Tanzania would get her Independence in 1961, Uganda in 1962, Kenya get her uhuru in 1963, Northern Rhodesia (Zambia) in 1964 under Kenneth Kaunda; with the process culminating in Southern Rhodesia (Zimbabwe)’s Independence in 1965.
And all went according to plan until it came to Southern Rhodesia where in 1965, Ian Smith, its white Prime Minister, rather than grant uhuru to the country under black majority rule, instead chose to unilaterally declare independence from the UK, leaving his minority white government in control.
This forced men like Robert Mugabe to lead an armed struggle against the Smith government until 1980 when Zimbabwe finally became free (there is even a Bob Marley song).
The other Smith, our Wilbur, was on the wrong side of history, both in South Africa, but especially in Southern Rhodesia, despite his attempt to whitewash his choices across the decades. Successfully, we should say, as since his death a fortnight ago, no major Western newspaper or magazine has brought these things up.

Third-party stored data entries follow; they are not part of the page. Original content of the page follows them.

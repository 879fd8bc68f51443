//! Function, lambda and class definitions
//!
//! A definition node is turned into its [`SourceFunction`] or [`SourceClass`] the first time it
//! is reached and looked up by node id on every later pass, so symbol identity is stable across
//! passes. New functions and lambdas are appended to the work list.

use super::{Outcome, Propagator};
use crate::assembly::WorkItem;
use crate::framework::apply_policies;
use crate::symbol::SymbolTable;
use crate::value::{Args, Builtin, BuiltinType, Receiver, SourceClass, SourceFunction, Value};
use lantern_core::AnalysisError;
use lantern_parser::{AstNode, NodeId, Parameters};
use std::rc::Rc;

/// Builtin methods of a property that return an updated property
const PROPERTY_UPDATERS: &[&str] = &["getter", "setter", "deleter"];

impl Propagator<'_> {
    pub(super) fn function_def(&mut self, node: &AstNode) -> Result<(), AnalysisError> {
        let AstNode::FunctionDef { id, name, params, decorators, returns, .. } = node else { return Ok(()) };
        let function = match self.asm.functions.get(id) {
            Some(function) => function.clone(),
            None => {
                let names: Vec<&str> = decorators.iter().filter_map(decorator_name).collect();
                let receiver = Receiver::classify(self.class.is_some(), !params.params.is_empty(), &names);
                let function = self.define(*id, name, node, params, receiver)?;
                self.asm.functions.insert(*id, function.clone());
                function
            }
        };

        let mut applied = Vec::with_capacity(decorators.len());
        for decorator in decorators {
            applied.push(self.eval(decorator)?);
        }
        if let Some(annotation) = returns {
            let ty = self.annotation(annotation)?;
            function.returns.produce(&self.instantiate(&ty));
        }
        self.bind_parameters(&function, params)?;

        // Only property decorators change what the name is bound to
        let mut bound = Value::Function(function);
        for decorator in applied.iter().rev() {
            if !is_property_decorator(decorator) {
                continue;
            }
            let wrapped = self.do_call(decorator, &Args::positional(vec![bound.clone()]))?;
            if !wrapped.is_empty() {
                bound = wrapped;
            }
        }
        self.assign_name(name, &bound, false);
        Ok(())
    }

    pub(super) fn lambda(&mut self, node: &AstNode) -> Outcome {
        let AstNode::Lambda { id, params, .. } = node else { return Ok(Value::empty()) };
        let lambda = match self.asm.lambdas.get(id) {
            Some(lambda) => lambda.clone(),
            None => {
                let lambda = self.define(*id, "[lambda]", node, params, Receiver::None)?;
                self.asm.lambdas.insert(*id, lambda.clone());
                lambda
            }
        };
        self.bind_parameters(&lambda, params)?;
        Ok(Value::Function(lambda))
    }

    /// Create a function scope under this scope and schedule it
    fn define(
        &mut self, id: NodeId, name: &str, node: &AstNode, params: &Parameters, receiver: Receiver,
    ) -> Result<Rc<SourceFunction>, AnalysisError> {
        let address = self.asm.claim_address(self.scope.address().child(name));
        let function = SourceFunction::new(
            id,
            name,
            Rc::new(node.clone()),
            params,
            address,
            self.inherited.clone(),
            receiver,
            self.class.as_ref(),
            &self.module,
        );
        if let Some(vararg) = &function.vararg {
            vararg.produce(&Value::list(Value::empty()));
        }
        tracing::trace!("Defined {}", function.address());
        self.asm.order.push(WorkItem::Function(function.clone()));
        Ok(function)
    }

    /// Unite defaults and annotated types into the parameters, evaluated in the defining scope
    fn bind_parameters(&mut self, function: &SourceFunction, params: &Parameters) -> Result<(), AnalysisError> {
        for (param, slot) in params.params.iter().zip(&function.params) {
            if let Some(default) = &param.default {
                let value = self.eval(default)?;
                slot.symbol.produce(&value);
            }
            if let Some(annotation) = &param.annotation {
                let ty = self.annotation(annotation)?;
                slot.symbol.produce(&self.instantiate(&ty));
            }
        }
        if let (Some(vararg), Some(symbol)) = (&params.vararg, &function.vararg) {
            if let Some(annotation) = &vararg.annotation {
                let ty = self.annotation(annotation)?;
                symbol.produce(&Value::list(self.instantiate(&ty)));
            }
        }
        if let (Some(kwarg), Some(symbol)) = (&params.kwarg, &function.kwarg) {
            if let Some(annotation) = &kwarg.annotation {
                let ty = self.annotation(annotation)?;
                symbol.produce(&Value::dict(Value::Str(None), self.instantiate(&ty)));
            }
        }
        Ok(())
    }

    /// Type named by an annotation; string annotations are looked up as forward references
    pub(super) fn annotation(&mut self, node: &AstNode) -> Outcome {
        let ty = self.eval(node)?;
        Ok(Value::unite(ty.disjuncts().iter().map(|disjunct| match disjunct.as_str_constant() {
            Some(name) => self.lookup(name).map(|s| s.value()).unwrap_or_else(Value::empty),
            None => disjunct.clone(),
        })))
    }

    pub(super) fn class_def(&mut self, node: &AstNode) -> Result<(), AnalysisError> {
        let AstNode::ClassDef { id, name, bases, keywords, body, decorators, .. } = node else { return Ok(()) };
        let class = match self.asm.classes.get(id) {
            Some(class) => class.clone(),
            None => {
                let address = self.asm.claim_address(self.scope.address().child(name));
                let class = SourceClass::new(*id, name, address, &self.module.name);
                tracing::trace!("Defined class {}", class.address());
                self.asm.classes.insert(*id, class.clone());
                class
            }
        };

        let mut base_values = Vec::with_capacity(bases.len());
        for base in bases {
            let value = self.eval(base)?;
            for disjunct in value.disjuncts() {
                if let Value::Class(parent) = disjunct {
                    if !Rc::ptr_eq(parent, &class) {
                        parent.add_subclass(&class);
                    }
                }
            }
            self.env.tracer.line(format_args!("adding base {} to {}", value, class.address()));
            if !value.is_empty() {
                base_values.push(value);
            }
        }
        for keyword in keywords {
            self.eval(&keyword.value)?;
        }
        for decorator in decorators {
            self.eval(decorator)?;
        }
        *class.bases.borrow_mut() = base_values;

        // The body binds into a fresh table each pass; the policy then merges it into the members.
        // Functions defined in the body chain past it to the enclosing scope.
        let anonymous = SymbolTable::new(class.address().clone(), Some(self.inherited.clone()));
        let inherited = self.inherited.clone();
        self.child(anonymous.clone(), inherited, Some(class.clone())).block(body)?;
        apply_policies(&self.env.ctx(), &self.env.policies, &class, &anonymous)?;
        anonymous.clear_values();

        self.assign_name(name, &Value::Class(class), false);
        Ok(())
    }
}

/// Name a decorator is known by: `staticmethod`, `abc.abstractmethod`, `app.route(...)`
fn decorator_name(decorator: &AstNode) -> Option<&str> {
    match decorator {
        AstNode::Identifier { name } => Some(name),
        AstNode::Attribute { attribute, .. } => Some(attribute),
        AstNode::Call { function, .. } => decorator_name(function),
        _ => None,
    }
}

fn is_property_decorator(decorator: &Value) -> bool {
    decorator.disjuncts().iter().any(|d| match d {
        Value::Builtin(Builtin::Type(BuiltinType::Property)) => true,
        Value::Method(method) => {
            matches!(method.receiver, Value::Property(_)) && PROPERTY_UPDATERS.contains(&&*method.name)
        }
        _ => false,
    })
}

#[cfg(test)]
mod tests {
    use super::*;

    #[test]
    fn test_decorator_names() {
        let attr = AstNode::Attribute { object: Box::new(AstNode::identifier("abc")), attribute: "abstractmethod".into() };
        assert_eq!(decorator_name(&attr), Some("abstractmethod"));
        assert_eq!(decorator_name(&AstNode::identifier("staticmethod")), Some("staticmethod"));
        assert_eq!(decorator_name(&AstNode::Pass), None);
    }

    #[test]
    fn test_property_decorators() {
        assert!(is_property_decorator(&Value::builtin_type(BuiltinType::Property)));
        let getter = Value::property(Value::None, Value::empty(), Value::empty());
        assert!(is_property_decorator(&Value::method(getter.clone(), "setter")));
        assert!(!is_property_decorator(&Value::method(getter, "fget")));
        assert!(!is_property_decorator(&Value::builtin_type(BuiltinType::Str)));
    }
}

Wilbur stayed silent in South Africa, other rising book stars like Nadine Gordimer, who would win the Nobel Prize in 2003, were not only paid-up activists of the ANC, but actually harbouring its African leaders in their homes, and speaking up, out and loud for Nelson Mandela.
And what can explain Wilbur Smith’s choice in rushing to Zimbabwe, straight after Ian Smith had declared its ‘independence,’ to become a reservist in the Southern Rhodesian police force?
Smith would later say he quit this police force after a couple of years because he got fed up of ‘pulling black kids’ bodies, killed by pangas, from pit latrines’ – itself a curious statement that seems to suggest it was savage baby-killing black-on-black violence (and not ‘uhuru’ political war).
The fact was that Wilbur Smith moved back to apartheid South Africa, next to the Onnus River, because his new post-bestseller wife was pregnant, and he could not do the ‘good writer by day, bad cop by night’ thing anymore.
It is also telling that as he stayed on in South Africa, churning out best seller after best seller, not once is Smith on record against apartheid.
The son he got from his second wife, Lawrence Smith, would become estranged from Wilbur.
He would then marry a third wife, his huge fan and a divorcee called Danielle Thomas, in 1971, whom he would later describe as “a manipulative woman who spent my money by the wheelbarrow load.”
Regardless, he would stay with her until the end in 1999, when she passed away of brain cancer.
By 2002, he would be embroiled in a legal tussle with her son, Schmidt, over money – this being the boy he adopted while getting estranged from even the children from his first marriage, Shaun and Christine, ‘thanks to Danielle,’ – though he would reconcile with his firstborn son, Shaun, even as he blamed his other birth children for ‘not wanting to work’ and Schmidt as ‘greedy, out to take advantage.’
By 2001, Wilbur Smith had sold more than 100 million books worldwide and had palatial homes in London, Cape Town, Switzerland, Malta and Seychelles – to do business, writing, mountain climbing, vacationing and scuba diving in respectively – in seasons, all year round.
A year after his third wife’s death, in the January of 2000, Wilbur Smith met a Tajik woman from Moscow working at a book store in London.
“In spite of her being 39 years my junior, it was love at first sight, so we married in May of 2000.”
Of his second wife, Jewell Slabbart, Smith said: “We did not know anything about mutual respect or working together towards a goal. By the time she left, I felt like I had survived a car smash.”
As for Annie Renee, the wife of his callow youth, when Wilbur was just a chartered accountant: “We got on very well in bed but had nothing in common outside of it. After our rather enjoyable honeymoon, I said, “What on earth have you gotten yourself into, Wilbur?” – but then resigned myself to my marriage.”